Task item
Only the lines of the data holding the string "error" need to be returned.

Supplied records
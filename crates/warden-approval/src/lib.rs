//! Warden Approval - deciding whether an action may run.
//!
//! This crate provides:
//! - [`TrustClassifier`]: maps actions to trust tiers
//! - [`PermissionGate`]: holds requests until a human decides, with expiry
//! - [`PinVerifier`]: PIN checks with consecutive-failure lockout
//! - [`RateLimiter`]: bounded sliding-window limits per category and identity
//!
//! # Example
//!
//! ```
//! use warden_approval::TrustClassifier;
//! use warden_core::{ActionKind, Parameters, TrustTier};
//!
//! let classifier = TrustClassifier::new();
//! let mut params = Parameters::new();
//! params.insert("command".into(), "rm -rf /".into());
//!
//! let verdict = classifier.classify(&ActionKind::builtin("bash"), &params, None);
//! assert_eq!(verdict.tier, TrustTier::Red);
//! assert!(verdict.requires_pin());
//! ```

#![deny(unsafe_code)]
#![deny(missing_docs)]
#![deny(clippy::all)]
#![warn(unreachable_pub)]
#![deny(clippy::unwrap_used)]
#![cfg_attr(test, allow(clippy::unwrap_used))]

pub mod classifier;
pub mod error;
pub mod gate;
pub mod pin;
pub mod rate_limit;

pub use classifier::TrustClassifier;
pub use error::{ApprovalError, ApprovalResult};
pub use gate::{ApprovalDecision, ApprovalHandler, DEFAULT_APPROVAL_TIMEOUT, PermissionGate};
pub use pin::{PinCredential, PinVerifier};
pub use rate_limit::{RateCategory, RateLimiter, RateLimiterConfig, RateWindow};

Solution to this problem
pub mod error;
pub use error::{ApprovalError, ApprovalResult};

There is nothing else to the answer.